In the answer, every entry must appear exactly as given.

Information shown Start Marker

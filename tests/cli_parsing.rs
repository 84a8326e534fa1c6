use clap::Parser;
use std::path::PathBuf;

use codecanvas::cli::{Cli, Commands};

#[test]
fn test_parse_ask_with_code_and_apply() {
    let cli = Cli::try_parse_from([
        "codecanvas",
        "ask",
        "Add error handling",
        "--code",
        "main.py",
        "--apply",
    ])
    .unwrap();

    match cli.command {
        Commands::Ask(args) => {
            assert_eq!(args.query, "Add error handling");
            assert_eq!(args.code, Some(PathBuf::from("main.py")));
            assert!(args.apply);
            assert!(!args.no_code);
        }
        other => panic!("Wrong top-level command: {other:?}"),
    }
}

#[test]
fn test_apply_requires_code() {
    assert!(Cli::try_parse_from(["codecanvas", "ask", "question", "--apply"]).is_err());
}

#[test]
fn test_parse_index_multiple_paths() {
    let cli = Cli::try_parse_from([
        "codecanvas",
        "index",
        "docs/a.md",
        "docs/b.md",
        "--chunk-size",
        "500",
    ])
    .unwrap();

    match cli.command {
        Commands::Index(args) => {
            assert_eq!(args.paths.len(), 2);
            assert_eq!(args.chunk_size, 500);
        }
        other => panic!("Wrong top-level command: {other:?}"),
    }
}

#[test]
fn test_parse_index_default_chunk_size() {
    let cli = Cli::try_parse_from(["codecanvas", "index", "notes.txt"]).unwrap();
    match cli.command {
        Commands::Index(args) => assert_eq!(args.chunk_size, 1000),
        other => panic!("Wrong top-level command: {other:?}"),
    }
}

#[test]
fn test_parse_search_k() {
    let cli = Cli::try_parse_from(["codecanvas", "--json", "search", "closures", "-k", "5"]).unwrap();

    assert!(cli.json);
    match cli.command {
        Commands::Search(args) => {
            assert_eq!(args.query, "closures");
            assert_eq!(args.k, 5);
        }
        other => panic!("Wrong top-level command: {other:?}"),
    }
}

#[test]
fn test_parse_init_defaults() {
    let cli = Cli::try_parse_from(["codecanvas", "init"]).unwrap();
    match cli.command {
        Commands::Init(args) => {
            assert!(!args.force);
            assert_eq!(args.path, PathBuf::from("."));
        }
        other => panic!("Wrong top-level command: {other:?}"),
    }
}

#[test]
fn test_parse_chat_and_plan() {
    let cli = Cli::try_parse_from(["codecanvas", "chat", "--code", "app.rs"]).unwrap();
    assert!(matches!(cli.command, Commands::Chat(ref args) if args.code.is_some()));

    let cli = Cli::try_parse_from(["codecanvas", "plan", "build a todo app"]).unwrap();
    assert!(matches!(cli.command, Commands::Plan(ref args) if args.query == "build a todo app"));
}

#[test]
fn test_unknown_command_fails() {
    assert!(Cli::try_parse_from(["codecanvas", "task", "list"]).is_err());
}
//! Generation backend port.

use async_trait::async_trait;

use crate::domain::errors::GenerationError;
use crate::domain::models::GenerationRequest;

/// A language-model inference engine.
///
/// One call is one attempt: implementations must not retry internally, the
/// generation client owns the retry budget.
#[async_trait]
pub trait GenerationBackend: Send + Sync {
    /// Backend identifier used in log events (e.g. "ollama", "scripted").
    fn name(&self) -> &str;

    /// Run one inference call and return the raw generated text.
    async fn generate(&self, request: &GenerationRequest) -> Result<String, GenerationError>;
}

Information shown End Marker

--- Output for this task ---
filename tests/cli_parsing.rs
repository 84a8326e534fa1c6
use clap::Parser;
use std::path::PathBuf;

use codecanvas::cli::{Cli, Commands};

#[test]
fn test_parse_ask_with_code_and_apply() {
    let cli = Cli::try_parse_from([
        "codecanvas",
        "ask",
        "Add error handling",
        "--code",
        "main.py",
        "--apply",
    ])
    .unwrap();

    match cli.command {
        Commands::Ask(args) => {
            assert_eq!(args.query, "Add error handling");
            assert_eq!(args.code, Some(PathBuf::from("main.py")));
            assert!(args.apply);
            assert!(!args.no_code);
        }
        other => panic!("Wrong top-level command: {other:?}"),
    }
}

#[test]
fn test_apply_requires_code() {
    assert!(Cli::try_parse_from(["codecanvas", "ask", "question", "--apply"]).is_err());
}

#[test]
fn test_parse_index_multiple_paths() {
    let cli = Cli::try_parse_from([
        "codecanvas",
        "index",
        "docs/a.md",
        "docs/b.md",
        "--chunk-size",
        "500",
    ])
    .unwrap();

    match cli.command {
        Commands::Index(args) => {
            assert_eq!(args.paths.len(), 2);
            assert_eq!(args.chunk_size, 500);
        }
        other => panic!("Wrong top-level command: {other:?}"),
    }
}

#[test]
fn test_parse_index_default_chunk_size() {
    let cli = Cli::try_parse_from(["codecanvas", "index", "notes.txt"]).unwrap();
    match cli.command {
        Commands::Index(args) => assert_eq!(args.chunk_size, 1000),
        other => panic!("Wrong top-level command: {other:?}"),
    }
}

#[test]
fn test_parse_search_k() {
    let cli = Cli::try_parse_from(["codecanvas", "--json", "search", "closures", "-k", "5"]).unwrap();

    assert!(cli.json);
    match cli.command {
        Commands::Search(args) => {
            assert_eq!(args.query, "closures");
            assert_eq!(args.k, 5);
        }
        other => panic!("Wrong top-level command: {other:?}"),
    }
}

#[test]
fn test_parse_init_defaults() {
    let cli = Cli::try_parse_from(["codecanvas", "init"]).unwrap();
    match cli.command {
        Commands::Init(args) => {
            assert!(!args.force);
            assert_eq!(args.path, PathBuf::from("."));
        }
        other => panic!("Wrong top-level command: {other:?}"),
    }
}

#[test]
fn test_parse_chat_and_plan() {
    let cli = Cli::try_parse_from(["codecanvas", "chat", "--code", "app.rs"]).unwrap();
    assert!(matches!(cli.command, Commands::Chat(ref args) if args.code.is_some()));

    let cli = Cli::try_parse_from(["codecanvas", "plan", "build a todo app"]).unwrap();
    assert!(matches!(cli.command, Commands::Plan(ref args) if args.query == "build a todo app"));
}

#[test]
fn test_unknown_command_fails() {
    assert!(Cli::try_parse_from(["codecanvas", "task", "list"]).is_err());
}
//! Generation backend port.

use async_trait::async_trait;

use crate::domain::errors::GenerationError;
use crate::domain::models::GenerationRequest;

/// A language-model inference engine.
///
/// One call is one attempt: implementations must not retry internally, the
/// generation client owns the retry budget.
#[async_trait]
pub trait GenerationBackend: Send + Sync {
    /// Backend identifier used in log events (e.g. "ollama", "scripted").
    fn name(&self) -> &str;

    /// Run one inference call and return the raw generated text.
    async fn generate(&self, request: &GenerationRequest) -> Result<String, GenerationError>;
}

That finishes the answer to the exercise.